Cheminformatics has been defined as the science of examining the structure and function of chemicals through the use of computational analysis, statistics, and pattern recognition. A number of recent workforce studies have shown that there is a high current and unmet demand for people trained to various levels of expertise in informatics, from technicians and technical librarians to developers of new and improved methodologies and applications. Dr. Zhu’s lab is using the cheminformatics algorithms, workflows and other relevant computational tools to model chemical toxicity, ADME (Absorption, Distribution, Metabolism and Excretion) and other biological activities. The resulting models will be used in the regulatory chemical toxicity assessments and the CADD (Computer-Aided Drug Discovery) process. We welcome all potential collaborators and please view our major research projects.
Biological systems use complex macromolecular nanostructure networks to mediate a range of cellular functions, such as biomolecule synthesis, signal transduction, and gene expression and regulation, all with high efficiency and specificity. Many of these macromolecular systems have evolved through the spontaneous self-assembly of components into highly organized spatial structures. Mimicking these structures outside of the cell requires methods that offer nanoscale control over the organization of individual network components. We aim to apply the self-assembled molecular scaffolds to the organization of biomoleuclar networks with the intention of understanding fundamental mechanisms for biochemistry cascade reactions as well as developing novel regulatory biocircuits. Research themes in our lab include:
Spatially Interactive and Regulatory Biomolecular Network
The Brannigan Research Group is located in the Physics Department and Center for Computational and Integrative Biology (CCIB) at the Camden campus of Rutgers University.

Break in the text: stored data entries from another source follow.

//! The build pipeline: fetch → parse → normalize → dedup gate → sort →
//! project → write.
//!
//! Single pass, no feedback loops. The duplicate-id gate runs before any
//! file is touched, so a failed run never leaves partial output behind.

use crate::clients::SheetsClient;
use crate::config::Config;
use crate::models::AnimeItem;
use crate::output::{documents, write_json};
use crate::parser;
use anyhow::Result;
use chrono::{Local, SecondsFormat};
use std::cmp::Reverse;
use std::collections::{HashMap, HashSet};
use std::path::Path;
use thiserror::Error;
use tracing::{debug, info};

/// Fatal build failures, each mapped to a distinct process exit code.
#[derive(Debug, Error)]
pub enum BuildError {
    #[error(
        "SHEET_CSV_URL is not set. Set the SHEET_CSV_URL env var (or source.url in config.toml) to your published CSV URL"
    )]
    MissingSourceUrl,

    #[error("duplicate ids found: {}", ids.join(", "))]
    DuplicateIds { ids: Vec<String> },

    #[error(transparent)]
    Other(#[from] anyhow::Error),
}

impl BuildError {
    #[must_use]
    pub const fn exit_code(&self) -> u8 {
        match self {
            Self::MissingSourceUrl => 2,
            Self::DuplicateIds { .. } => 3,
            Self::Other(_) => 1,
        }
    }
}

/// What a successful run produced, for the one-line stdout summary.
#[derive(Debug)]
pub struct BuildSummary {
    pub updated_at: String,
    pub total: usize,
    pub season_count: usize,
}

impl BuildSummary {
    #[must_use]
    pub fn one_line(&self) -> String {
        format!(
            "OK: wrote database/season/anime/* + ping. updatedAt={}, count={}",
            self.updated_at, self.total
        )
    }
}

/// Runs one full build against the configured sheet.
pub async fn run_build(config: &Config) -> Result<BuildSummary, BuildError> {
    let url = config.source_url().ok_or(BuildError::MissingSourceUrl)?;
    config.validate()?;

    let client = SheetsClient::new(config)?;
    let text = client.fetch_csv(&url).await?;

    let rows = parser::parse_rows(&text)?;
    let mut items: Vec<AnimeItem> = rows.iter().filter_map(parser::to_item).collect();

    let dropped = rows.len() - items.len();
    if dropped > 0 {
        debug!("Dropped {dropped} row(s) without an id");
    }

    check_duplicate_ids(&items)?;
    check_file_safe_ids(&items)?;
    sort_items(&mut items);

    // One timestamp per run, shared by every document.
    let updated_at = now_iso_datetime();
    let updated_date = now_iso_date();

    let season_count = items.iter().filter(|i| i.is_current_season).count();

    write_documents(&config.output_root(), &items, &updated_at, &updated_date)?;

    info!(
        total = items.len(),
        season = season_count,
        "Build complete"
    );

    Ok(BuildSummary {
        updated_at,
        total: items.len(),
        season_count,
    })
}

/// Fails with every duplicated id (once each, in first-seen order) if any id
/// occurs more than once.
pub fn check_duplicate_ids(items: &[AnimeItem]) -> Result<(), BuildError> {
    let mut counts: HashMap<&str, usize> = HashMap::new();
    for item in items {
        *counts.entry(item.id.as_str()).or_default() += 1;
    }

    let mut ids = Vec::new();
    let mut reported: HashSet<&str> = HashSet::new();
    for item in items {
        if counts.get(item.id.as_str()).copied().unwrap_or(0) > 1
            && reported.insert(item.id.as_str())
        {
            ids.push(item.id.clone());
        }
    }

    if ids.is_empty() {
        Ok(())
    } else {
        Err(BuildError::DuplicateIds { ids })
    }
}

/// Each id becomes the `anime/{id}.json` file name; a separator or parent
/// component would write outside the output root.
pub fn check_file_safe_ids(items: &[AnimeItem]) -> Result<()> {
    for item in items {
        let id = item.id.as_str();
        if id.contains('/') || id.contains('\\') || id == "." || id == ".." {
            anyhow::bail!("id {id:?} is not usable as a file name");
        }
    }
    Ok(())
}

/// Deterministic total order: current season first, then newer years, then
/// season name, then display title. Keeps repeated runs diff-clean; the
/// order carries no ranking meaning.
pub fn sort_items(items: &mut [AnimeItem]) {
    items.sort_by_cached_key(|item| {
        (
            !item.is_current_season,
            Reverse(item.year.unwrap_or(0)),
            item.season.clone(),
            item.display_title().to_string(),
        )
    });
}

/// Writes the full document set under `out_root`. Pure given its inputs, so
/// two calls with the same items and timestamps produce identical bytes.
pub fn write_documents(
    out_root: &Path,
    items: &[AnimeItem],
    updated_at: &str,
    updated_date: &str,
) -> Result<()> {
    write_json(
        &out_root.join("database").join("database.json"),
        &documents::database(items, updated_at),
    )?;

    write_json(
        &out_root.join("season").join("season.json"),
        &documents::season(items, updated_at, updated_date),
    )?;

    for item in items {
        write_json(
            &out_root.join("anime").join(format!("{}.json", item.id)),
            &documents::detail(item, updated_at),
        )?;
    }

    write_json(
        &out_root.join("ping.json"),
        &documents::ping(items.len(), updated_at),
    )?;

    Ok(())
}

/// Local-offset timestamp with seconds precision, e.g. `2024-05-01T12:00:00+08:00`.
fn now_iso_datetime() -> String {
    Local::now().to_rfc3339_opts(SecondsFormat::Secs, false)
}

fn now_iso_date() -> String {
    Local::now().format("%Y-%m-%d").to_string()
}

We use high performance computing and Molecular Dynamics Simulation to investigate biophysical interactions of proteins, membranes, and small molecules. Many of our research topics involve using concepts and methods from physics to understand complex signaling mechanisms in the central nervous system.
The group includes members from a range of backgrounds, including biology, pharmacology, physical chemistry, and physics. Many are members of the graduate program in Computational and Integrative Biology at Rutgers-Camden.
Our research is guided by a critical question: how do the supply, storage, and flux of energy and matter constrain the structure and dynamics of ecological systems? We are particularly interested in how the theory of “ecological stoichiometry” (i.e., the balance of multiple chemical substances in ecological processes) and scaling principles (i.e., body size) can be applied to better understand the structure and function of food webs and ecosystems. The diversity of ways in which organisms uptake, store, and transfer energy and matter may have profound effects on the ability of ecological systems to respond to global environmental change.
Some current and future field projects in the lab include the study of: (1) Large-scale patterns of invertebrate stoichiometry; (2) Ecosystem consequences of human-driven nutrient inputs; (3) The role of habitat size on ecosystem function; (4) Energetic and matter budgets in web-building spiders; (5) Structure and dynamics of predator-prey networks; and (6) Modern and ancient food web structure and environmental change. See below if you are interested in reading more about our different projects.
The main interest of our laboratory is to understand mechanisms underlying cell fate determination by cell signaling. We focus on the two highly conserved signaling pathways, the bone morphogenetic protein (BMP) and epidermal growth factor receptor (EGFR), and use fruit fly egg formation, oogenesis, as a model system.
We are interested in understanding the evolution of BMP signaling dynamics across Drosophila species that are regulated by the pattern of the type I BMP receptor spatial expression. In addition, we aim to understand how spatiotemporal changes in EGFR activation are regulated by different distributions of Gurken, a TGF-alpha-like ligand.
The Lee lab studies genetic and molecular mechanisms of quantitative traits in fungi. Using model fungal system, Neurspora crassa, they explore the roles of light (as a major environmental factor) and circadian clock (as a major endogenous signal) in complex fungal developments and behaviors and their ecological and evolutionary significance.
Light is a particularly attractive stimulus to initiate processes as it can be spatially and temporally controlled and can be compatible with biological systems at particular wavelengths. The Griepenburg group is interested in understanding the fundamental mechanisms by which ultrafast lasers can be used in conjunction with plasmonic nanoparticles to disrupt macromolecular self-assembly and using the acquired information to design systems for future applications in drug delivery and bioreactors.
We are developing methods for rapid and automated identification of individuals using Massive Parallel Sequencing (MPS), Probabilistic Genotyping, Capillary Electrophoresis (CE) and Single-Cell analysis. By applying sound bio-analytical and statistical principles, we optimize signal acquired within the single-molecule regime and engineer computational systems that appropriately interpret these signals.